Generating garbage data for validation testing • MockData

About this vignette: This tutorial teaches you how to generate intentionally invalid “garbage” data for testing validation pipelines. You’ll learn how to create realistic data quality issues across categorical, continuous, date, and survival variables, then verify your validation logic catches them correctly. All code examples run during vignette build to ensure accuracy.

Why generate garbage data?

Data validation is important for research quality, but how do you know your validation rules actually work? The best approach is to generate mock data with known quality issues, run your validation pipeline, and verify it catches exactly what you expect.

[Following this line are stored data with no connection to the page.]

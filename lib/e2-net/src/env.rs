/*
 * SPDX-License-Identifier: Apache-2.0
 * Copyright 2025 ByteDance and/or its affiliates.
 */

use std::sync::Arc;

use arc_swap::{ArcSwap, ArcSwapOption};

use crate::cert::CertStore;
use crate::config::SslConfig;
use crate::event::Runtime;
use crate::hook::HookRegistry;
use crate::stat::SslStats;

/// Process-wide, read-mostly state shared by every connection: the
/// certificate store, the hook chains, the tunables, and the runtime
/// used for rescheduled continuation delivery.
///
/// Consumers take a snapshot per handshake step; publishing a
/// replacement never blocks connections in flight.
pub struct SslEnv {
    config: ArcSwap<SslConfig>,
    cert_store: ArcSwapOption<CertStore>,
    hooks: ArcSwap<HookRegistry>,
    stats: Arc<SslStats>,
    runtime: Arc<dyn Runtime>,
}

impl SslEnv {
    pub fn new(runtime: Arc<dyn Runtime>) -> Self {
        SslEnv {
            config: ArcSwap::from_pointee(SslConfig::default()),
            cert_store: ArcSwapOption::empty(),
            hooks: ArcSwap::from_pointee(HookRegistry::default()),
            stats: Arc::new(SslStats::default()),
            runtime,
        }
    }

    pub fn config(&self) -> Arc<SslConfig> {
        self.config.load_full()
    }

    pub fn set_config(&self, config: SslConfig) {
        self.config.store(Arc::new(config));
    }

    pub fn cert_store(&self) -> Option<Arc<CertStore>> {
        self.cert_store.load_full()
    }

    pub fn set_cert_store(&self, store: Arc<CertStore>) {
        self.cert_store.store(Some(store));
    }

    pub fn hooks(&self) -> Arc<HookRegistry> {
        self.hooks.load_full()
    }

    pub fn set_hooks(&self, hooks: HookRegistry) {
        self.hooks.store(Arc::new(hooks));
    }

    #[inline]
    pub fn stats(&self) -> &Arc<SslStats> {
        &self.stats
    }

    #[inline]
    pub fn runtime(&self) -> &Arc<dyn Runtime> {
        &self.runtime
    }
}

Health research projects often receive large datasets and need robust validation pipelines to catch data quality issues before analysis. By generating mock data with intentional errors, you can:

Test validation logic before applying it to real data
Document expected error rates for different quality checks
Train new team members on common data quality patterns
Benchmark validation performance with known error proportions

Let’s start with a motivating example. Suppose you’re validating smoking status coding in a health survey dataset:

# Load minimal-example metadata
variable_details <- read.csv(
  system.file("extdata/minimal-example/variable_details.csv",
              package = "MockData"),
  stringsAsFactors = FALSE
)

variables <- read.csv(
  system.file("extdata/minimal-example/variables.csv",
              package = "MockData"),
  stringsAsFactors = FALSE
)

# Generate smoking variable WITHOUT garbage (clean data only)
df_clean <- data.frame()
smoking_clean <- create_cat_var(
  var = "smoking",
  databaseStart = "minimal-example",
  variables = variables,
  variable_details = variable_details,
  df_mock = df_clean,
  n = 1000,
  seed = 123
)

# Check for invalid codes (valid codes are 1=Never, 2=Former, 3=Current, 7=Don't know)
# IMPORTANT: Exclude NA values - they are legitimate missing data, not garbage
valid_codes <- c("1", "2", "3", "7")
invalid_clean <- sum(!smoking_clean$smoking %in% valid_codes & !is.na(smoking_clean$smoking))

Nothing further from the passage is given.